Study material:
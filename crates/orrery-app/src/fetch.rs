//! Bridging the fetch pipeline into the frame.
//!
//! Completed catalog requests are folded into the world only at the merge
//! point of a tick, never mid-frame. A failed request is logged and
//! dropped; the built-in catalog already populated the scene, so nothing
//! waits on the feed.

use bevy_ecs::prelude::*;
use tracing::{info, warn};

use orrery_bodies::apply_records;
use orrery_data::{BodyKind, FetchPipeline, FetchRequest};
use orrery_ecs::MergeQueue;

/// The fetch pipeline as a world resource.
#[derive(Resource)]
pub struct FetchHandle {
    pipeline: FetchPipeline,
}

impl FetchHandle {
    pub fn new(pipeline: FetchPipeline) -> Self {
        Self { pipeline }
    }

    /// Submit a request. Returns `false` when the in-flight budget is full.
    pub fn submit(&self, request: FetchRequest) -> bool {
        self.pipeline.submit(request)
    }

    /// Requests submitted but not yet drained.
    pub fn in_flight_count(&self) -> usize {
        self.pipeline.in_flight_count()
    }
}

/// Queue the startup catalog requests.
pub fn submit_initial_fetches(fetches: &FetchHandle, page_limit: u32) {
    for kind in [BodyKind::Planet, BodyKind::Comet] {
        let request = FetchRequest {
            kind,
            page: 1,
            limit: page_limit,
        };
        if !fetches.submit(request) {
            warn!("fetch budget full at startup, skipping the {kind} request");
        }
    }
}

/// Collect finished fetches and queue their records for the merge point.
pub fn drain_fetch_outcomes(fetches: Res<FetchHandle>, mut merges: ResMut<MergeQueue>) {
    for outcome in fetches.pipeline.drain_outcomes() {
        let request = outcome.request;
        match outcome.result {
            Ok(records) => {
                info!(
                    "{} {} records arrived (page {})",
                    records.len(),
                    request.kind,
                    request.page
                );
                merges.enqueue(move |world| {
                    let report = apply_records(world, request.kind, &records);
                    info!(
                        "merged the {} feed: {} updated, {} spawned",
                        request.kind, report.updated, report.spawned
                    );
                });
            }
            Err(err) => {
                warn!("{} fetch (page {}) failed: {err}", request.kind, request.page);
            }
        }
    }
}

Instructions to follow: Look back at the entries above. Retype the line with "pub fn new(pipeline: FetchPipeline)", the line with "startup catalog requests.", and all lines in between.

Response to the task:
    pub fn new(pipeline: FetchPipeline) -> Self {
        Self { pipeline }
    }

    /// Submit a request. Returns `false` when the in-flight budget is full.
    pub fn submit(&self, request: FetchRequest) -> bool {
        self.pipeline.submit(request)
    }

    /// Requests submitted but not yet drained.
    pub fn in_flight_count(&self) -> usize {
        self.pipeline.in_flight_count()
    }
}

/// Queue the startup catalog requests.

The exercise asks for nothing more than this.